SUPPLIED MATERIAL section start

use thiserror::Error;

use crate::spectrometer::camera::SessionState;

#[derive(Error, Debug)]
pub enum SpectroError {
    #[error("Operation `{operation}` is not allowed while the camera is {state}")]
    InvalidState {
        operation: &'static str,
        state: SessionState,
    },

    #[error("Camera failure: {0}")]
    CameraFailure(String),

    #[error("Invalid image: {0}")]
    InvalidImage(String),

    #[error("Invalid calibration: {0}")]
    InvalidCalibration(String),

    #[error("Invalid crop box ({left}, {top}, {right}, {bottom}): {reason}")]
    InvalidCropBox {
        left: u32,
        top: u32,
        right: u32,
        bottom: u32,
        reason: String,
    },

    #[error("No still has been captured yet")]
    MissingCapture,

    #[error("Invalid parameter: {parameter} = {value}")]
    InvalidParameter { parameter: String, value: String },

    #[error("Failed to encode output: {0}")]
    EncodeError(String),

    #[error("Failed to decode input: {0}")]
    DecodeError(String),

    #[error("Configuration error: {0}")]
    ConfigError(String),

    #[error("IO error: {0}")]
    IoError(#[from] std::io::Error),
}

impl SpectroError {
    pub fn invalid_parameter(parameter: impl Into<String>, value: impl ToString) -> Self {
        Self::InvalidParameter {
            parameter: parameter.into(),
            value: value.to_string(),
        }
    }

    /// Status line shown to the operator when a workflow step halts.
    pub fn user_message(&self) -> String {
        match self {
            SpectroError::InvalidState { operation, state } => {
                format!("Cannot {} while the camera is {}.", operation.replace('_', " "), state)
            }
            SpectroError::CameraFailure(_) => {
                "Camera error. Check the camera connection and try again.".to_string()
            }
            SpectroError::InvalidImage(reason) => format!("Image unusable: {}.", reason),
            SpectroError::InvalidCalibration(reason) => {
                format!("Check the calibration lines: {}.", reason)
            }
            SpectroError::InvalidCropBox { reason, .. } => {
                format!("Check the crop area: {}.", reason)
            }
            SpectroError::MissingCapture => "Take a measurement before processing.".to_string(),
            SpectroError::InvalidParameter { parameter, value } => {
                format!("'{}' is not a valid value for {}.", value, parameter)
            }
            SpectroError::EncodeError(_) | SpectroError::IoError(_) => {
                "Saving results failed. Check the output directory.".to_string()
            }
            SpectroError::DecodeError(_) => "Could not read the input image.".to_string(),
            SpectroError::ConfigError(reason) => format!("Configuration problem: {}.", reason),
        }
    }
}

pub type Result<T> = std::result::Result<T, SpectroError>;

SUPPLIED MATERIAL section end

Print every line of the material above exactly.

RESPONSE FOR THIS EXERCISE:
use thiserror::Error;

use crate::spectrometer::camera::SessionState;

#[derive(Error, Debug)]
pub enum SpectroError {
    #[error("Operation `{operation}` is not allowed while the camera is {state}")]
    InvalidState {
        operation: &'static str,
        state: SessionState,
    },

    #[error("Camera failure: {0}")]
    CameraFailure(String),

    #[error("Invalid image: {0}")]
    InvalidImage(String),

    #[error("Invalid calibration: {0}")]
    InvalidCalibration(String),

    #[error("Invalid crop box ({left}, {top}, {right}, {bottom}): {reason}")]
    InvalidCropBox {
        left: u32,
        top: u32,
        right: u32,
        bottom: u32,
        reason: String,
    },

    #[error("No still has been captured yet")]
    MissingCapture,

    #[error("Invalid parameter: {parameter} = {value}")]
    InvalidParameter { parameter: String, value: String },

    #[error("Failed to encode output: {0}")]
    EncodeError(String),

    #[error("Failed to decode input: {0}")]
    DecodeError(String),

    #[error("Configuration error: {0}")]
    ConfigError(String),

    #[error("IO error: {0}")]
    IoError(#[from] std::io::Error),
}

impl SpectroError {
    pub fn invalid_parameter(parameter: impl Into<String>, value: impl ToString) -> Self {
        Self::InvalidParameter {
            parameter: parameter.into(),
            value: value.to_string(),
        }
    }

    /// Status line shown to the operator when a workflow step halts.
    pub fn user_message(&self) -> String {
        match self {
            SpectroError::InvalidState { operation, state } => {
                format!("Cannot {} while the camera is {}.", operation.replace('_', " "), state)
            }
            SpectroError::CameraFailure(_) => {
                "Camera error. Check the camera connection and try again.".to_string()
            }
            SpectroError::InvalidImage(reason) => format!("Image unusable: {}.", reason),
            SpectroError::InvalidCalibration(reason) => {
                format!("Check the calibration lines: {}.", reason)
            }
            SpectroError::InvalidCropBox { reason, .. } => {
                format!("Check the crop area: {}.", reason)
            }
            SpectroError::MissingCapture => "Take a measurement before processing.".to_string(),
            SpectroError::InvalidParameter { parameter, value } => {
                format!("'{}' is not a valid value for {}.", value, parameter)
            }
            SpectroError::EncodeError(_) | SpectroError::IoError(_) => {
                "Saving results failed. Check the output directory.".to_string()
            }
            SpectroError::DecodeError(_) => "Could not read the input image.".to_string(),
            SpectroError::ConfigError(reason) => format!("Configuration problem: {}.", reason),
        }
    }
}

pub type Result<T> = std::result::Result<T, SpectroError>;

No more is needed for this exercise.